For the one million New York City tenants living in rent-stabilized apartments, it’s a familiar dance: Your landlord offers to fix your splintering floor or crumbling kitchen cabinets, if you’ll agree to a rent hike.
Landlords can use a panoply of legal methods to rehab their buildings then stick tenants with the bill, making it easier for them to deregulate protected apartments.
But if allowing landlords to let their buildings fall into disrepair in order to exploit a loophole in rent laws seems like housing policy, Albany has refused to act on it even as the practice continues to grow each year, according to tenant advocates and housing experts.
While no one knows the full costs over time — officials say they don’t keep records — one program, Major Capital Improvements, will allow city landlords to reap an windfall estimated to be more than $270 million this year, according to state figures.

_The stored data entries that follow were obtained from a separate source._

//! Tracing setup for hosts embedding the allocation service.

use anyhow::{Context, Result};
use tracing_subscriber::{layer::SubscriberExt, util::SubscriberInitExt, EnvFilter};

use crate::Config;

/// Install a JSON tracing subscriber.
///
/// Prefers `RUST_LOG`, falling back to the configured log level. Fails if a
/// global subscriber is already installed.
pub fn init_tracing(config: &Config) -> Result<()> {
    tracing_subscriber::registry()
        .with(EnvFilter::try_from_default_env().unwrap_or_else(|_| config.log_level.clone().into()))
        .with(tracing_subscriber::fmt::layer().json())
        .try_init()
        .context("Failed to install tracing subscriber")
}
use std::process::ExitCode;

use clap::Parser;
use colored::Colorize;

use tank_loader::cli::Cli;

#[tokio::main]
async fn main() -> ExitCode {
    let cli = Cli::parse();

    if let Err(e) = tank_loader::logging::init(cli.verbose, cli.log_file.as_deref()) {
        eprintln!("{} {}", "error:".red().bold(), e);
        return ExitCode::FAILURE;
    }

    match tank_loader::run(cli).await {
        Ok(code) => code,
        Err(e) => {
            tracing::error!("{}", e);
            let presentation = e.to_presentation();
            eprintln!(
                "{} {}",
                format!("✖ {}:", presentation.title).red().bold(),
                presentation.message
            );
            ExitCode::FAILURE
        }
    }
}
//! Batch assembly: tokenized rows to one ordered submission.

use serde::Serialize;

use super::row_parser::{self, ValidatedRow};
use super::tokenizer::RawRow;

/// The full set of validated rows sent in a single remote write.
///
/// Serializes to the Apex request body. An unset category is sent as
/// `null`; the assembler never rejects it.
#[derive(Debug, Clone, PartialEq, Eq, Serialize)]
pub struct SubmissionBatch {
    #[serde(rename = "tipoTanqueId")]
    pub category_id: Option<String>,
    #[serde(rename = "datos")]
    pub rows: Vec<ValidatedRow>,
}

impl SubmissionBatch {
    pub fn len(&self) -> usize {
        self.rows.len()
    }

    pub fn is_empty(&self) -> bool {
        self.rows.is_empty()
    }
}

/// Parses every raw row in input order and keeps the valid ones.
///
/// Row indices are positions in `raw_rows`, so dropped rows leave gaps in
/// the keys rather than renumbering the survivors.
pub fn assemble(raw_rows: &[RawRow], category_id: Option<&str>) -> SubmissionBatch {
    let rows = raw_rows
        .iter()
        .enumerate()
        .filter_map(|(index, raw)| row_parser::parse(raw, index))
        .collect();

    SubmissionBatch {
        category_id: category_id.map(str::to_string),
        rows,
    }
}
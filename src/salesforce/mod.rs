//! Salesforce HTTP client and Apex REST interaction layer.
//!
//! - **Bearer-token auth** with the token held in `secrecy::SecretString`
//! - **Safe logging** that never leaks tokens, hosts or request bodies
//! - **Apex resource client** for listing tank types and creating tanks

pub mod apex;
pub mod client;

pub use apex::{ApexUploadClient, BatchReceipt, Category, DEFAULT_APEX_RESOURCE};
pub use client::{OrgCredentials, SalesforceClient};
impl<S: TankRecordService> SubmissionCoordinator<S> {
    pub fn new(service: S, notifier: Arc<dyn Notifier>) -> Self {
        Self {
            service,
            notifier,
            state: RwLock::new(UploadState::default()),
            in_flight: AtomicUsize::new(0),
        }
    }

    // ── Projections ──────────────────────────────────────────────────────────

    pub async fn phase(&self) -> Phase {
        match self.state.read().await.phase.clone() {
            // Left behind by an attempt that was dropped mid-submission.
            Some(Phase::Submitting) if self.in_flight_submissions() == 0 => Phase::Idle,
            phase => phase.unwrap_or(Phase::Idle),
        }
    }

    pub async fn is_ready(&self) -> bool {
        self.state.read().await.tokenizer.is_some()
    }

    pub async fn categories(&self) -> Vec<Category> {
        self.state.read().await.categories.clone()
    }

    pub async fn category_options(&self) -> Vec<CategoryOption> {
        self.state
            .read()
            .await
            .categories
            .iter()
            .map(|c| CategoryOption {
                label: c.name.clone(),
                value: c.id.clone(),
            })
            .collect()
    }

    pub async fn selected_category(&self) -> Option<String> {
        self.state.read().await.selected_category.clone()
    }

    pub async fn preview(&self) -> Vec<PreviewLine> {
        self.state
            .read()
            .await
            .preview
            .iter()
            .map(PreviewLine::from)
            .collect()
    }

    /// Outcome of the most recent upload attempt; errors as their toast text.
    pub async fn last_outcome(&self) -> Option<Result<SubmissionOutcome, String>> {
        self.state.read().await.last_outcome.clone()
    }

    pub fn in_flight_submissions(&self) -> usize {
        self.in_flight.load(Ordering::SeqCst)
    }

    // ── Actions ──────────────────────────────────────────────────────────────

    /// Loads the bundled CSV tokenizer, then the tank types.
    pub async fn initialize(&self) -> Result<(), AppError> {
        self.initialize_with(async {
            Ok::<_, AppError>(Arc::new(CsvTokenizer::default()) as Arc<dyn Tokenizer>)
        })
        .await
    }

    /// Waits for `loader` to provide the tokenizer, then loads the tank types.
    ///
    /// A loader failure is fatal for the session: the coordinator stays in
    /// `Failed` and later calls are not retried.
    pub async fn initialize_with<F>(&self, loader: F) -> Result<(), AppError>
    where
        F: Future<Output = Result<Arc<dyn Tokenizer>, AppError>>,
    {
        {
            let state = self.state.read().await;
            if matches!(state.phase, Some(Phase::Failed { .. })) && state.tokenizer.is_none() {
                return Err(AppError::TokenizerUnavailable);
            }
            if state.tokenizer.is_some() {
                debug!("[UPLOAD] Tokenizer already loaded");
                return Ok(());
            }
        }

        match loader.await {
            Ok(tokenizer) => {
                self.state.write().await.tokenizer = Some(tokenizer);
                self.transition(Phase::ParserReady).await;
                info!("[UPLOAD] Tokenizer ready");
            }
            Err(e) => {
                error!("[UPLOAD] Tokenizer failed to load: {}", e);
                let err = AppError::TokenizerUnavailable;
                self.transition(Phase::Failed {
                    message: err.to_string(),
                })
                .await;
                self.notifier.notify(Toast::from_error(&err));
                return Err(err);
            }
        }

        self.load_categories().await
    }

    /// Fetches the tank types. Safe to call again after a failure.
    pub async fn load_categories(&self) -> Result<(), AppError> {
        match self.service.list_categories().await {
            Ok(categories) => {
                info!("[UPLOAD] {} tank types available", categories.len());
                let advance = {
                    let mut state = self.state.write().await;
                    state.categories = categories;
                    state.phase == Some(Phase::ParserReady)
                };
                if advance {
                    self.transition(Phase::CategoriesLoaded).await;
                }
                Ok(())
            }
            Err(e) => {
                warn!("[UPLOAD] Tank type lookup failed: {}", e);
                let err = match e {
                    AppError::CategoryLookupFailed(_) => e,
                    other => AppError::CategoryLookupFailed(other.to_string()),
                };
                self.notifier.notify(Toast::from_error(&err));
                Err(err)
            }
        }
    }

    /// Records the tank type for the next upload. Blank ids clear it.
    pub async fn select_category(&self, id: &str) {
        let id = id.trim();
        let mut state = self.state.write().await;

        if !id.is_empty() && !state.categories.iter().any(|c| c.id == id) {
            debug!("[UPLOAD] Selected tank type {} is not in the loaded list", id);
        }
        state.selected_category = (!id.is_empty()).then(|| id.to_string());
    }

    /// Tokenizes `file`, assembles the batch and submits it.
    ///
    /// Every outcome is also reported through the notifier. The batch is
    /// submitted even when it is empty or no tank type is selected.
    pub async fn upload_file(
        &self,
        file: Option<UploadedFile>,
    ) -> Result<SubmissionOutcome, AppError> {
        let tokenizer = self.state.read().await.tokenizer.clone();
        let (tokenizer, file) = match (tokenizer, file) {
            (Some(tokenizer), Some(file)) => (tokenizer, file),
            _ => {
                let err = AppError::NotReady;
                warn!("[UPLOAD] Upload rejected: tokenizer not ready or no file");
                self.notifier.notify(Toast::from_error(&err));
                return Err(err);
            }
        };

        let attempt = AttemptGuard::new(&self.state);
        let result = self.run_attempt(tokenizer, file).await;
        attempt.settle();
        result
    }

    // ── Internals ────────────────────────────────────────────────────────────

    async fn run_attempt(
        &self,
        tokenizer: Arc<dyn Tokenizer>,
        file: UploadedFile,
    ) -> Result<SubmissionOutcome, AppError> {
        self.transition(Phase::FileSelected).await;
        info!("[UPLOAD] Processing {} ({} bytes)", file.name, file.bytes.len());

        let raw_rows = match tokenizer.tokenize(&file.bytes) {
            Ok(rows) => rows,
            Err(e) => {
                warn!("[UPLOAD] Could not tokenize {}: {}", file.name, e);
                return self.finish(Err(e)).await;
            }
        };

        let batch = {
            let mut state = self.state.write().await;
            let batch = assemble(&raw_rows, state.selected_category.as_deref());
            state.preview = batch.rows.clone();
            batch
        };

        info!(
            "[UPLOAD] {} of {} rows passed validation",
            batch.len(),
            raw_rows.len()
        );
        if batch.category_id.is_none() {
            warn!("[UPLOAD] No tank type selected; submitting without one");
        }

        let in_flight = InFlight::enter(&self.in_flight);
        self.transition(Phase::Submitting).await;
        let result = self.service.create_records_batch(&batch).await;

        let result = match result {
            Ok(receipt) => {
                if let Some(created) = receipt.created {
                    if created != batch.len() as u64 {
                        warn!(
                            "[UPLOAD] Org reports {} tanks created, {} were sent",
                            created,
                            batch.len()
                        );
                    }
                }
                Ok(SubmissionOutcome {
                    accepted_count: batch.len(),
                    confirmed_count: receipt.created,
                })
            }
            Err(e @ AppError::SubmissionFailed(_)) => Err(e),
            Err(other) => {
                warn!("[UPLOAD] Submission failed: {}", other);
                Err(AppError::SubmissionFailed(None))
            }
        };

        let result = self.finish(result).await;
        drop(in_flight);
        result
    }

    async fn transition(&self, next: Phase) {
        let mut state = self.state.write().await;
        let previous = state.phase.replace(next.clone()).unwrap_or(Phase::Idle);
        debug!("[UPLOAD] {:?} -> {:?}", previous, next);
    }

    /// Reports an attempt's outcome and returns to `Idle`.
    async fn finish(
        &self,
        result: Result<SubmissionOutcome, AppError>,
    ) -> Result<SubmissionOutcome, AppError> {
        match &result {
            Ok(outcome) => {
                self.transition(Phase::Succeeded {
                    accepted_count: outcome.accepted_count,
                })
                .await;
                self.notifier.notify(Toast::success(format!(
                    "Upload attempt of {} tanks completed successfully.",
                    outcome.accepted_count
                )));
                self.state.write().await.last_outcome = Some(Ok(outcome.clone()));
            }
            Err(e) => {
                let toast = Toast::from_error(e);
                self.transition(Phase::Failed {
                    message: toast.message.clone(),
                })
                .await;
                self.state.write().await.last_outcome = Some(Err(toast.message.clone()));
                self.notifier.notify(toast);
            }
        }

        self.transition(Phase::Idle).await;
        result
    }
}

MCIs are a relic of the 1950s and ’60s, when reports of dismal conditions in rent-regulated housing — some building still lacked hot water — led elected officials to seek ways to force owners to fix up their properties. The formula is simple: Take the total cost of the work, divide by 84 (the number of months in seven years), and you have the monthly allowable rent increase.

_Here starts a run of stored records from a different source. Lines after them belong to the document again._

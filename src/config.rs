//! Runtime configuration.
//!
//! Values come from an optional TOML file, then command-line flags (or their
//! environment fallbacks) override them.

use std::path::Path;
use std::time::Duration;

use secrecy::{ExposeSecret, SecretString};
use serde::Deserialize;
use tracing::debug;
use url::Url;

use crate::error::AppError;
use crate::salesforce::{OrgCredentials, DEFAULT_APEX_RESOURCE};
use crate::salesforce::client::DEFAULT_TIMEOUT_SECS;

/// On-disk shape of the config file. Every field is optional.
#[derive(Debug, Default, Deserialize)]
#[serde(deny_unknown_fields)]
struct ConfigFile {
    instance_url: Option<String>,
    access_token: Option<String>,
    apex_resource: Option<String>,
    timeout_secs: Option<u64>,
}

/// Resolved settings for one run.
#[derive(Clone)]
pub struct Config {
    pub instance_url: Option<String>,
    pub access_token: Option<SecretString>,
    pub apex_resource: String,
    pub timeout_secs: u64,
}

impl Default for Config {
    fn default() -> Self {
        Self {
            instance_url: None,
            access_token: None,
            apex_resource: DEFAULT_APEX_RESOURCE.to_string(),
            timeout_secs: DEFAULT_TIMEOUT_SECS,
        }
    }
}

impl std::fmt::Debug for Config {
    fn fmt(&self, f: &mut std::fmt::Formatter<'_>) -> std::fmt::Result {
        f.debug_struct("Config")
            .field("instance_url", &self.instance_url)
            .field(
                "access_token",
                &self.access_token.as_ref().map(|_| "[REDACTED]"),
            )
            .field("apex_resource", &self.apex_resource)
            .field("timeout_secs", &self.timeout_secs)
            .finish()
    }
}

impl Config {
    /// Reads `path` when given, otherwise starts from defaults.
    ///
    /// # Errors
    ///
    /// Returns `AppError::Config` if the file cannot be read or parsed.
    pub fn load(path: Option<&Path>) -> Result<Self, AppError> {
        let Some(path) = path else {
            return Ok(Self::default());
        };

        let text = std::fs::read_to_string(path).map_err(|e| {
            AppError::Config(format!("Cannot read {}: {}", path.display(), e))
        })?;
        let config = Self::from_toml(&text)?;
        debug!("[CONFIG] Loaded {}", path.display());
        Ok(config)
    }

    /// Parses TOML text, filling missing fields with defaults.
    pub fn from_toml(text: &str) -> Result<Self, AppError> {
        let file: ConfigFile =
            toml::from_str(text).map_err(|e| AppError::Config(e.message().to_string()))?;
        let defaults = Self::default();

        Ok(Self {
            instance_url: file.instance_url.filter(|s| !s.trim().is_empty()),
            access_token: file
                .access_token
                .filter(|s| !s.trim().is_empty())
                .map(SecretString::from),
            apex_resource: file.apex_resource.unwrap_or(defaults.apex_resource),
            timeout_secs: file.timeout_secs.unwrap_or(defaults.timeout_secs),
        })
    }

    /// Applies flag/env values on top of the file values.
    pub fn with_overrides(mut self, instance_url: Option<String>, access_token: Option<String>) -> Self {
        if let Some(url) = instance_url.filter(|s| !s.trim().is_empty()) {
            self.instance_url = Some(url);
        }
        if let Some(token) = access_token.filter(|s| !s.trim().is_empty()) {
            self.access_token = Some(SecretString::from(token));
        }
        self
    }

    /// Checks that everything needed to reach the org is present.
    ///
    /// # Errors
    ///
    /// Returns `AppError::Config` naming the first problem found.
    pub fn validate(&self) -> Result<(), AppError> {
        let raw = self
            .instance_url
            .as_deref()
            .ok_or_else(|| AppError::Config("instance_url is not set".into()))?;
        let url = Url::parse(raw.trim())
            .map_err(|e| AppError::Config(format!("instance_url is invalid: {}", e)))?;
        if !matches!(url.scheme(), "https" | "http") || url.host_str().is_none() {
            return Err(AppError::Config(
                "instance_url must be an http(s) URL with a host".into(),
            ));
        }

        match &self.access_token {
            Some(token) if !token.expose_secret().trim().is_empty() => {}
            _ => return Err(AppError::Config("access_token is not set".into())),
        }

        if self.apex_resource.trim_matches('/').is_empty() {
            return Err(AppError::Config("apex_resource is empty".into()));
        }
        if self.timeout_secs == 0 {
            return Err(AppError::Config("timeout_secs must be positive".into()));
        }
        Ok(())
    }

    pub fn timeout(&self) -> Duration {
        Duration::from_secs(self.timeout_secs)
    }

    /// Validates and converts into client credentials.
    pub fn credentials(&self) -> Result<OrgCredentials, AppError> {
        self.validate()?;
        let instance_url = self.instance_url.clone().unwrap_or_default();
        let access_token = self
            .access_token
            .clone()
            .ok_or_else(|| AppError::Config("access_token is not set".into()))?;

        Ok(OrgCredentials {
            instance_url: instance_url.trim().trim_end_matches('/').to_string(),
            access_token,
        })
    }
}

“That was forty years ago, and that’s not the problem we have anymore,” says Community Service Society housing policy analyst Tom Waters. “But we’re still using a system that dramatically overcompensates landlords.”
Tenant groups and housing experts alike say that lax oversight from the state’s Department of Housing and Community Renewal (DHCR), which is charged with monitoring these programs, has made it a never-ending battle to track overcharges. Despite efforts in Albany to close loopholes, the state legislature’s current session expired last Friday with no action on several reform bills.
“It’s the wild, wild west of housing law and policy in the state of New York,” says Manhattan state senator Liz Krueger, a housing committee member and bill sponsor.
Krueger says landlords learn to “just fill out anything as dishonestly or honestly as you choose, because no one’s ever going to look at it to cross-check you unless there’s a tenant complaint.”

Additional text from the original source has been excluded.